RECORDS FOR THIS EXERCISE:
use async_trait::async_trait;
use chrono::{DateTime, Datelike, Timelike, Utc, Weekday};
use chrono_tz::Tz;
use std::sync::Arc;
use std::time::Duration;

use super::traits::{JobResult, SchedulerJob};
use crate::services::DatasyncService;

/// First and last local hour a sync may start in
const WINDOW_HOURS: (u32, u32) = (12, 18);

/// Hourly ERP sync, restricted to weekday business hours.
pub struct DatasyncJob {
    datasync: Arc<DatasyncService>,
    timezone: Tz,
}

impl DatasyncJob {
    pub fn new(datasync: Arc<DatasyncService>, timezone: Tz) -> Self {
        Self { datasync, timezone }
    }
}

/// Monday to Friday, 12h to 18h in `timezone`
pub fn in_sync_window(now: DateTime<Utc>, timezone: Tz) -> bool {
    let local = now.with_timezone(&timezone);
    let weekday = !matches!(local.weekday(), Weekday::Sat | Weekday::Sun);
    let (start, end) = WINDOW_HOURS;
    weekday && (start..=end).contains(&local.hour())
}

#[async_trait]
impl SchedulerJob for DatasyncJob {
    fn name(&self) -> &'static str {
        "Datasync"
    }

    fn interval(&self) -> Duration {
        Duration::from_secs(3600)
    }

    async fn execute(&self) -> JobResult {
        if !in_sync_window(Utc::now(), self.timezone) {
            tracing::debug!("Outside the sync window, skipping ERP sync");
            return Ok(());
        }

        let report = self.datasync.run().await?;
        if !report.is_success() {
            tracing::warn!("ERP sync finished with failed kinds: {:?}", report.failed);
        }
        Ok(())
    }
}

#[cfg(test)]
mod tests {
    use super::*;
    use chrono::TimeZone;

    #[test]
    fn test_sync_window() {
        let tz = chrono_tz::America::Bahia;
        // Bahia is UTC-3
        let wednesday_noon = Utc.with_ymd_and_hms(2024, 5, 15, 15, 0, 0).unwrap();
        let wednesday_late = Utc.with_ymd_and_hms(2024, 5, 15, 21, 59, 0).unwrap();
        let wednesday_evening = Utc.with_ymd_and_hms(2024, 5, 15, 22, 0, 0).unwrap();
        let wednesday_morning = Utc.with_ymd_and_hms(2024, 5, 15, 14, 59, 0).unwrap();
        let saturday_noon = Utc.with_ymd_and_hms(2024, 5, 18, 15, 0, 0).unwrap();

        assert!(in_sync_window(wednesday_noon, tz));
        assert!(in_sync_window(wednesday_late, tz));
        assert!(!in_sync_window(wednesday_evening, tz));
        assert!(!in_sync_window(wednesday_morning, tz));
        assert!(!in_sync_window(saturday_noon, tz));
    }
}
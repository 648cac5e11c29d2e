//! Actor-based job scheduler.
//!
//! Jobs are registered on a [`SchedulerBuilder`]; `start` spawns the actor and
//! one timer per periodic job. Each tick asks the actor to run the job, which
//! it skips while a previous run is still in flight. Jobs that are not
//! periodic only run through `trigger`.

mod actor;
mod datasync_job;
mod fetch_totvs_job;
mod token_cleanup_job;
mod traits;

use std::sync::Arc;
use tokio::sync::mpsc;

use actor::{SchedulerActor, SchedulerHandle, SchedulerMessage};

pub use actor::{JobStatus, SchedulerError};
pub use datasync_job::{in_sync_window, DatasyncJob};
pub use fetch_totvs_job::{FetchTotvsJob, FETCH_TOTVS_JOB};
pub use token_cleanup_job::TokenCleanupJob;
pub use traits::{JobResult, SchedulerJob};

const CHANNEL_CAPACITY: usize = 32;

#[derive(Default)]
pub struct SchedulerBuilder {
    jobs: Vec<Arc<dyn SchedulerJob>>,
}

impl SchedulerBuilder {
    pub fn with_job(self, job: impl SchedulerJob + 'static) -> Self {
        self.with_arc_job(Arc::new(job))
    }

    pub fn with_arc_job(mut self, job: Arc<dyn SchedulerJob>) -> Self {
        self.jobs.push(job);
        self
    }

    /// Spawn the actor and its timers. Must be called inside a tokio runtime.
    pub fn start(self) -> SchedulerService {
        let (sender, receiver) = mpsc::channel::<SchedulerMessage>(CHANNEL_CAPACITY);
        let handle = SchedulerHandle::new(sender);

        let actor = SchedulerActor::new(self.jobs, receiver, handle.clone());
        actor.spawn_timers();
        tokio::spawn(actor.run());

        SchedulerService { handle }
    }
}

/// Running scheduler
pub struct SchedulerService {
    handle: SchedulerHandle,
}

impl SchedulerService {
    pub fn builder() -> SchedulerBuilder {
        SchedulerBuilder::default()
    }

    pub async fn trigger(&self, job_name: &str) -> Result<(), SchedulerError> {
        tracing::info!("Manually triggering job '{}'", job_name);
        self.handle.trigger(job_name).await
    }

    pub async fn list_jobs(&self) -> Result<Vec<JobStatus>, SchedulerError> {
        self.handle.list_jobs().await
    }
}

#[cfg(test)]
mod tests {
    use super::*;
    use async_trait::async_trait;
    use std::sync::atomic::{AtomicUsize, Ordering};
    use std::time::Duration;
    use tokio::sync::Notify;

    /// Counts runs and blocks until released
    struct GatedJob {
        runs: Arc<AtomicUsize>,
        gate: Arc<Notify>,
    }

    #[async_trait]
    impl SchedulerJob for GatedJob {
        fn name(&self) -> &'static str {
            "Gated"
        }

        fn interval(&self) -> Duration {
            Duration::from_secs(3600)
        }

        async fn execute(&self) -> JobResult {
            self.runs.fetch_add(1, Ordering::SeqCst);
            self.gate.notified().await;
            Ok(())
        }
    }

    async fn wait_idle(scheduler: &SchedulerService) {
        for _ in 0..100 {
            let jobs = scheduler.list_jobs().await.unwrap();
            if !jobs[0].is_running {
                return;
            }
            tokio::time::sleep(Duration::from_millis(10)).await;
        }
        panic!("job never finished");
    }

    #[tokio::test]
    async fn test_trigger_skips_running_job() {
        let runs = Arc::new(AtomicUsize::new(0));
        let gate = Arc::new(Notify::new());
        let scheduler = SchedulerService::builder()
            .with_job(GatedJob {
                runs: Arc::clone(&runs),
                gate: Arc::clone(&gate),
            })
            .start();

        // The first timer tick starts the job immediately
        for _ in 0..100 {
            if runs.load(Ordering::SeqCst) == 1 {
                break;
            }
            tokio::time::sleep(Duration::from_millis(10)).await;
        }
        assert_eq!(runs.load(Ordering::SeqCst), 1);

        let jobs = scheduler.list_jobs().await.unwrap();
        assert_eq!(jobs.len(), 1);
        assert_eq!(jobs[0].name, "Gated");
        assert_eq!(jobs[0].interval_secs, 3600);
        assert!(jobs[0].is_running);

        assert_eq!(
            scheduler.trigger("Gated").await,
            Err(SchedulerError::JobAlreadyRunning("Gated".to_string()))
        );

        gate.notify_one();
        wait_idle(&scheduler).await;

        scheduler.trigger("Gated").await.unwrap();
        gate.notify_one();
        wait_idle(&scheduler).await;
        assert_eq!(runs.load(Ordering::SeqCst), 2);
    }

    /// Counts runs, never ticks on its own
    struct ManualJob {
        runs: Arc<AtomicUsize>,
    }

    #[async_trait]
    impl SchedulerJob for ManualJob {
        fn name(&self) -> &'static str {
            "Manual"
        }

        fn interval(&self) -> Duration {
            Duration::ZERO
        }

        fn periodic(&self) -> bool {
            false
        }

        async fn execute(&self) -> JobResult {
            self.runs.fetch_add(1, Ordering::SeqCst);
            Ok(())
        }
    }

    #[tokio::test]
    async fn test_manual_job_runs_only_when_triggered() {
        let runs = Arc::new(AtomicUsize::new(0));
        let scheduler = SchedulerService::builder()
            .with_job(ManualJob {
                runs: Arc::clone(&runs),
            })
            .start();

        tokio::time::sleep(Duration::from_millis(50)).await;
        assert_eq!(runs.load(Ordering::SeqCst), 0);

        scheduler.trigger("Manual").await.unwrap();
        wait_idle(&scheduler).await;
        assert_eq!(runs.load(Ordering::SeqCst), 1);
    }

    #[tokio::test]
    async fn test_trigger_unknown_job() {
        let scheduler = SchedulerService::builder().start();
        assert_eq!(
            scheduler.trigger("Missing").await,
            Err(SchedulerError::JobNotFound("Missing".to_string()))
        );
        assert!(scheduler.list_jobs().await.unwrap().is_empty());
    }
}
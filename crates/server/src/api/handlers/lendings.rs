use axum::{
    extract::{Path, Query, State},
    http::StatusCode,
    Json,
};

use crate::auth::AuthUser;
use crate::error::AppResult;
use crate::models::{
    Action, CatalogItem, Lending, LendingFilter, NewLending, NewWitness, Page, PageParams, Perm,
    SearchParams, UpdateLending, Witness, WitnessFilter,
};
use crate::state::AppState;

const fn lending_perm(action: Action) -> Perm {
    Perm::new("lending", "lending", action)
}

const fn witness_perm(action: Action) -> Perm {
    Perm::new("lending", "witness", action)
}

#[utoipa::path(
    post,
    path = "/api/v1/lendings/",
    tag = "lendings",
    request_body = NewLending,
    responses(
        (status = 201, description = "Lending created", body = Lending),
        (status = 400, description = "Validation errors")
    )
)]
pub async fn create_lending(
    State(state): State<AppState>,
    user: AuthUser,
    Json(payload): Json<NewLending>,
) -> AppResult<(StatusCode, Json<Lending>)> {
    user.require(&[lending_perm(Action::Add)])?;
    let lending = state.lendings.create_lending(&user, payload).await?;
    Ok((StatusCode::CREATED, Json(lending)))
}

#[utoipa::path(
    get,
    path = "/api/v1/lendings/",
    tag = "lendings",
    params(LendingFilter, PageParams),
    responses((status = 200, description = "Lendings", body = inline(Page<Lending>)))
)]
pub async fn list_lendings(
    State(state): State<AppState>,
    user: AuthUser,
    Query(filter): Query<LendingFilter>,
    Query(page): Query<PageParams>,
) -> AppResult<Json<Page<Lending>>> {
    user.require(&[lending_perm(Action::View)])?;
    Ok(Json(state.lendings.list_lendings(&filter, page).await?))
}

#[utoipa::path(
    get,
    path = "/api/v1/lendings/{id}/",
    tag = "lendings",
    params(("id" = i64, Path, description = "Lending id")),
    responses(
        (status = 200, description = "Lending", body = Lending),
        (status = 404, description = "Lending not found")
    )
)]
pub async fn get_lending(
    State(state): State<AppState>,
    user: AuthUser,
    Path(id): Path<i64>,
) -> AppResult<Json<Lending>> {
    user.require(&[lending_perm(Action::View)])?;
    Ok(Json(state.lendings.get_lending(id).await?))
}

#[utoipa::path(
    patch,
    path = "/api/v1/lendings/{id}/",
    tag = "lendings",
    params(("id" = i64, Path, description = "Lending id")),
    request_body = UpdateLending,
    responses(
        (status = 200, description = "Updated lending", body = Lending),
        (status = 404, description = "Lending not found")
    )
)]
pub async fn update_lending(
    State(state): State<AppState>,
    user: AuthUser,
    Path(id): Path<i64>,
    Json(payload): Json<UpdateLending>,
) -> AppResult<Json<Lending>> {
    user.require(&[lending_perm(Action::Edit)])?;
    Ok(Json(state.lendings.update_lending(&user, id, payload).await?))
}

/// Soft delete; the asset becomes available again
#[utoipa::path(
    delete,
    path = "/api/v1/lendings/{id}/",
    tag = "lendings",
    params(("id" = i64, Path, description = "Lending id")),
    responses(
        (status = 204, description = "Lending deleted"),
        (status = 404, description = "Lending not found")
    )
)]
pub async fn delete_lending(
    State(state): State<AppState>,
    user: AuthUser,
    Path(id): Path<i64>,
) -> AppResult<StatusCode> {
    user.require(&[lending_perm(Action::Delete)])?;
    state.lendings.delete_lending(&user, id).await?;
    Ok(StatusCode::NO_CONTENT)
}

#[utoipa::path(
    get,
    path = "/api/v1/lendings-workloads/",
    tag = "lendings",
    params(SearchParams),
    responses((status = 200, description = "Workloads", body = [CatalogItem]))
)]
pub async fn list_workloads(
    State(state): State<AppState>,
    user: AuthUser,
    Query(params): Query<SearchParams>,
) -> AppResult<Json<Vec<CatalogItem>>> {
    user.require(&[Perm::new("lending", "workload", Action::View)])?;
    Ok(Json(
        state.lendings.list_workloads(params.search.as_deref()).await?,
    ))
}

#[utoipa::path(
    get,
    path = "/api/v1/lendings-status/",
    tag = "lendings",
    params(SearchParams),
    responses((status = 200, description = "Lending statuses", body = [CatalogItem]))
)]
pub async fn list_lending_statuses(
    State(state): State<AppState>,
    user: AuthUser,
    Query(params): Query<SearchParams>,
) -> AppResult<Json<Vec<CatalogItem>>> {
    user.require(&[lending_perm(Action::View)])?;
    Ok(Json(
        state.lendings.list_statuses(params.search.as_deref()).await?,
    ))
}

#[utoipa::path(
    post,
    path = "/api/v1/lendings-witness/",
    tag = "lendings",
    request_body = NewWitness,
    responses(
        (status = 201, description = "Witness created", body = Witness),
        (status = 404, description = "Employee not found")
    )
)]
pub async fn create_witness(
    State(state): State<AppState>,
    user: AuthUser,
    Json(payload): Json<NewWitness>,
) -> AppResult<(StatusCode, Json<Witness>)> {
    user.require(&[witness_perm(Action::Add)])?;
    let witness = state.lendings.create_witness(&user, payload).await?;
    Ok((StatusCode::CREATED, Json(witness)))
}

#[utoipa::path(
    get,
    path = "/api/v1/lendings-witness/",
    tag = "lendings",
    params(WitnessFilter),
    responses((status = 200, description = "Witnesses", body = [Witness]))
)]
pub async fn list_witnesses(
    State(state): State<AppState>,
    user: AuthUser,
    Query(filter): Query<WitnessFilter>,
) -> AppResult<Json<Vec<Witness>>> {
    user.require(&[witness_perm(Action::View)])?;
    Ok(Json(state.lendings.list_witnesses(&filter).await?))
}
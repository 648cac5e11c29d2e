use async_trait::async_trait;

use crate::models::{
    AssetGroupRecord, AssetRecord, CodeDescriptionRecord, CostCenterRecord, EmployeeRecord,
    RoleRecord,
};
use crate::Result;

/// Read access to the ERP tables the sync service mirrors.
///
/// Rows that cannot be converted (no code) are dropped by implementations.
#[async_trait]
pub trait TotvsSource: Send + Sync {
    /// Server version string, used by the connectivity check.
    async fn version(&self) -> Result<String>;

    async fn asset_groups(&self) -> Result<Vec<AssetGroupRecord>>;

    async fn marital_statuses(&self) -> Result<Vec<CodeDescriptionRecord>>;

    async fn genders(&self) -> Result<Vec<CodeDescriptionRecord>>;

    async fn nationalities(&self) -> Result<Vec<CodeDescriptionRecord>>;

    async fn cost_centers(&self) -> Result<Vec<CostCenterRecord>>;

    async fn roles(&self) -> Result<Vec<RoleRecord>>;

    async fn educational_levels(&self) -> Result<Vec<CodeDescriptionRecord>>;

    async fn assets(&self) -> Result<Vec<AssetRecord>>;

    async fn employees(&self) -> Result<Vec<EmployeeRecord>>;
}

WHAT IS REQUIRED: Check each line of the records for the string "PageParams" and copy those that have it.

EXERCISE SOLUTION:
    Action, CatalogItem, Lending, LendingFilter, NewLending, NewWitness, Page, PageParams, Perm,
    params(LendingFilter, PageParams),
    Query(page): Query<PageParams>,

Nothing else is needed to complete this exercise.